This course requires basic knowledge of statistics and artificial intelligence.

Course Description

The course introduces students to fundamentals of data mining theory and algorithms. In addition to building a strong mathematical foundation, the course puts heavy emphasis on analysis and mining of actual data sets via popular data mining tools such as Weka, KNIME and R. The list of covered topics include classification (k-nearest neighborhood, classification tree, naïve Bayes, artificial neural networks), regression, clustering (k-means, fuzzy c-mean, hierarchical clustering), association rules and text mining. Feature selection, data cleaning, data transformation, model evaluation and data visualization are also covered in sufficient details.
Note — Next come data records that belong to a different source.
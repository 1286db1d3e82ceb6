//! Position calculator.
//!
//! Pure and deterministic — a participant's position depends only on their
//! own answer history, never on anyone else's. Each answer moves one unit
//! step along the agree/disagree axis; only relative ordering is displayed,
//! so the unit is 1.

use crate::types::AnswerValue;

/// Step contributed by a single answer.
pub const STEP: i32 = 1;

/// Compute the position after one accepted answer.
pub fn next_position(position: i32, value: AnswerValue) -> i32 {
    match value {
        AnswerValue::Agree => position + STEP,
        AnswerValue::Disagree => position - STEP,
    }
}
By the end of this course, students are expected to have learned the art of modeling and interpreting large complicated data sets via predictive and descriptive data mining methods.

Course Outline

  • Overview of Data Mining
    • Definition, Original of Data Mining, Applications of Data Mining, Data Mining vs. OLAP and SQL
  • Data Preparation
    • Feature Ranking, Feature Discretization, Normalization, Outlier Detection Techniques
  • Classification
    • Classification Tree, Naïve Bayes, Neural Networks, k-NN Classifier, Logistic Regression
  • Clustering
    • K-Means, Fuzzy c-Means, Self-Organizing Map
  • Model Evaluation
    • Confusion Matrix, Recall and Precision, ROC Curve
  • Patterns and Association Mining
    • A-Priori Algorithm
  • Text Mining

Reference Books

  1. Introduction to Data Mining by Tan, Steinbach and Kumar (2006)
  2. Data Mining Concepts and Techniques by Han and Kamber (2006)
  3. Data Mining: Practical Machine Learning Tools and Techniques by Witten and Frank (2005)
  4. R and Data Mining: Examples and Case Studies by Yanchang Zhao (2013)

Marks Distribution

  • Two Midterms - 35%
  • Final - 40%
  • Projects - 25%